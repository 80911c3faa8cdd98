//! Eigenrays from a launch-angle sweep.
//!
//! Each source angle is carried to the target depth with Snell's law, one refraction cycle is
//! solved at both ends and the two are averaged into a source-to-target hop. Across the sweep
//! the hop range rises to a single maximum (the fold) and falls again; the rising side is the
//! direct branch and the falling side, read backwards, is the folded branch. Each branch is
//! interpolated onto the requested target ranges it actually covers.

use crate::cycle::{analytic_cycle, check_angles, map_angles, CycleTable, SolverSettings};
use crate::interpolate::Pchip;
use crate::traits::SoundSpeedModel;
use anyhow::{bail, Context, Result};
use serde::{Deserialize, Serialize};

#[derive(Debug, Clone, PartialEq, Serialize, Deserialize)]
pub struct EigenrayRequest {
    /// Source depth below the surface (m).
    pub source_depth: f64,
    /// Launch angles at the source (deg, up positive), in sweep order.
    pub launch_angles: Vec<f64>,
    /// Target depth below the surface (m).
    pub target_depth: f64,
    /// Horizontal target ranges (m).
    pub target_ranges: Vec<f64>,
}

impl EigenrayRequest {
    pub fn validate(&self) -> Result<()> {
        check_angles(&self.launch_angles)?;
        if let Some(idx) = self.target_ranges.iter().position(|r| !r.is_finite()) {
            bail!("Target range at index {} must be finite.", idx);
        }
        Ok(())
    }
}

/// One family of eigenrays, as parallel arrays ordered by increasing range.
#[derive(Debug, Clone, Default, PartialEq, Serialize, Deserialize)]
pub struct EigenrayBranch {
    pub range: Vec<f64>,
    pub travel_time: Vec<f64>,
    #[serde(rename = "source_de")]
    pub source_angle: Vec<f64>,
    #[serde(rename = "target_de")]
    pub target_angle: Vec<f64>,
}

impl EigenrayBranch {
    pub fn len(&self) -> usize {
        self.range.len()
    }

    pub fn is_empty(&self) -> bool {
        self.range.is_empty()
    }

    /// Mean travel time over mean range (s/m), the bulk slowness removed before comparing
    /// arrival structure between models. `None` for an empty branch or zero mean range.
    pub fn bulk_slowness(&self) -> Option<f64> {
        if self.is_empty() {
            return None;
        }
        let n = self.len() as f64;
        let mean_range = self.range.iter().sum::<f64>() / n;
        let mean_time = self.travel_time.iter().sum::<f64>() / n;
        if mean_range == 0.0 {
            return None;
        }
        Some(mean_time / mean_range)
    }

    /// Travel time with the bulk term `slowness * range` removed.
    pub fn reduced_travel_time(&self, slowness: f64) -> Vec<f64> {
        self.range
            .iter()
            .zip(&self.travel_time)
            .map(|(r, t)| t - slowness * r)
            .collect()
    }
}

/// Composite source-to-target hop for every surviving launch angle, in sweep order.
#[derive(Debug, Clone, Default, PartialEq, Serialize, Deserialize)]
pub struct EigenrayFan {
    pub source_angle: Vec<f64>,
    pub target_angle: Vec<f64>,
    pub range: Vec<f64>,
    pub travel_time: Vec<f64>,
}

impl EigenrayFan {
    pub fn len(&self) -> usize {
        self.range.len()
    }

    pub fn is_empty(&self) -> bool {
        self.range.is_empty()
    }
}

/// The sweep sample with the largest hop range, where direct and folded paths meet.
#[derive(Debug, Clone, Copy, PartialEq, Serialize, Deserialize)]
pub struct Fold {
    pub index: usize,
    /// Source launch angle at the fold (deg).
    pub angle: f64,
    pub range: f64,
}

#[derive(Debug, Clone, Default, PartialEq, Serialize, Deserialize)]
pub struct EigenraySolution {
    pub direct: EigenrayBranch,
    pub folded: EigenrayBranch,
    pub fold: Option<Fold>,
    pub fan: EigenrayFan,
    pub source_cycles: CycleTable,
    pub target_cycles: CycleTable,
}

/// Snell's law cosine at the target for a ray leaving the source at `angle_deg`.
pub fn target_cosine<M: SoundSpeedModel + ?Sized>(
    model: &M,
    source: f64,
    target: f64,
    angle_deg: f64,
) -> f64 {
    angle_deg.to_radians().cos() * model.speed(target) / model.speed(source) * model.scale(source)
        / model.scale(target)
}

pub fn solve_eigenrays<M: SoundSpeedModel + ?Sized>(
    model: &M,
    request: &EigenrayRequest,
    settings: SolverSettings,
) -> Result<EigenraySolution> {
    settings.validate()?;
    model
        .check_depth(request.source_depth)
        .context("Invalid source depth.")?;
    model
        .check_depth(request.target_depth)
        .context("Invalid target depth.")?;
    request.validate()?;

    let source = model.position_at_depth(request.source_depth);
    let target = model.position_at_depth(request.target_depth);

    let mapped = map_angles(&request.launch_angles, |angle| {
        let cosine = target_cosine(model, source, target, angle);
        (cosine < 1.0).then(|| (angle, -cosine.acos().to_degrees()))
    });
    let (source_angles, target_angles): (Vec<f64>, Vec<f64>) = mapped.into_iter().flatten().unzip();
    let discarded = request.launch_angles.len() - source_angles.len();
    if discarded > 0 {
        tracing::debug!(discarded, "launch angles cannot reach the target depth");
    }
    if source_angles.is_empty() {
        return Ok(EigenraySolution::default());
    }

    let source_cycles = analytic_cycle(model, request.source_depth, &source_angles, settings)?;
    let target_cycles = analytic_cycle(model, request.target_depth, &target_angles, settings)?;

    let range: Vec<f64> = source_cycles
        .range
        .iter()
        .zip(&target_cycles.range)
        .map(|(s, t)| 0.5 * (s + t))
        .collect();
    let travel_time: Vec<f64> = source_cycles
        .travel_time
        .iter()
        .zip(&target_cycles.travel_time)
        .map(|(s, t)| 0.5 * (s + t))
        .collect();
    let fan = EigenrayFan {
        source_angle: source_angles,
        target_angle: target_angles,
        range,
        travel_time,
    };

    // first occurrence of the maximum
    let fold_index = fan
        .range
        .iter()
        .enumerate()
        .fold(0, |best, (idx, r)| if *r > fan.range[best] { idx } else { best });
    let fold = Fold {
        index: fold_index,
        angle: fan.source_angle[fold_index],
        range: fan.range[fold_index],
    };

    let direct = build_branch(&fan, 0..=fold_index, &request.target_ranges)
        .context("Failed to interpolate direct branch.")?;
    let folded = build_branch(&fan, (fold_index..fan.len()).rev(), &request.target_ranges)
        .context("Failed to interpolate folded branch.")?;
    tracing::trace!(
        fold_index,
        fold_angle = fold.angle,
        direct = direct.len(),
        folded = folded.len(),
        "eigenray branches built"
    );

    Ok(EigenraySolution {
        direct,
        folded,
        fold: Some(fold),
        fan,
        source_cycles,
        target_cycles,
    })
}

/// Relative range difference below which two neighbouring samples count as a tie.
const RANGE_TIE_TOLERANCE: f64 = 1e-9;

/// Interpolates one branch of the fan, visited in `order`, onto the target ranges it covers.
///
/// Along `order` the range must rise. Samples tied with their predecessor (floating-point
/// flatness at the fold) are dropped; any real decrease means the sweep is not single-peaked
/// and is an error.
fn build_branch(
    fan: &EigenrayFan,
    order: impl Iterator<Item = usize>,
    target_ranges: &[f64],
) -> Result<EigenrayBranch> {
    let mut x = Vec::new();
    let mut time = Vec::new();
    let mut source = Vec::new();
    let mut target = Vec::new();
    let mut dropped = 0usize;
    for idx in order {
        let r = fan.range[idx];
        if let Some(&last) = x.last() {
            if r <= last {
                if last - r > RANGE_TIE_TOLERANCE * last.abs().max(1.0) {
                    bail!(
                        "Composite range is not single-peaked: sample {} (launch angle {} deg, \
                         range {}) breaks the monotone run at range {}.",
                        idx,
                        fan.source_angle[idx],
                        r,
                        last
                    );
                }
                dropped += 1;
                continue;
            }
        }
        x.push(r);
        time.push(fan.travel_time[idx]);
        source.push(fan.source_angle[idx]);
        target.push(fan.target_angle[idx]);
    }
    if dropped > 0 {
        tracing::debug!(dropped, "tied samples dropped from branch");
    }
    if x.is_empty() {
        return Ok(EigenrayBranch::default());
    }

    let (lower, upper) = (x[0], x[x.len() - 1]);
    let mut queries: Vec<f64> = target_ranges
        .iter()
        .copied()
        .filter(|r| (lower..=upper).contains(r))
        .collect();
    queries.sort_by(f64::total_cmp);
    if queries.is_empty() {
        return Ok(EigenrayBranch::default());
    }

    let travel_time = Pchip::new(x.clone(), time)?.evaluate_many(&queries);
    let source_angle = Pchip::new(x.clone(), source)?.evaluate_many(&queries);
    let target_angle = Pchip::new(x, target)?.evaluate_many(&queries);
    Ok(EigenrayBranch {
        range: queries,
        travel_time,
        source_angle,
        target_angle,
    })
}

§ **Problem statement**: Within the listing above, give again exactly every line from the line with "range at index" through the line with "pub struct EigenrayBranch", both included, and no other line.

§ **Answer space**:
            bail!("Target range at index {} must be finite.", idx);
        }
        Ok(())
    }
}

/// One family of eigenrays, as parallel arrays ordered by increasing range.
#[derive(Debug, Clone, Default, PartialEq, Serialize, Deserialize)]
pub struct EigenrayBranch {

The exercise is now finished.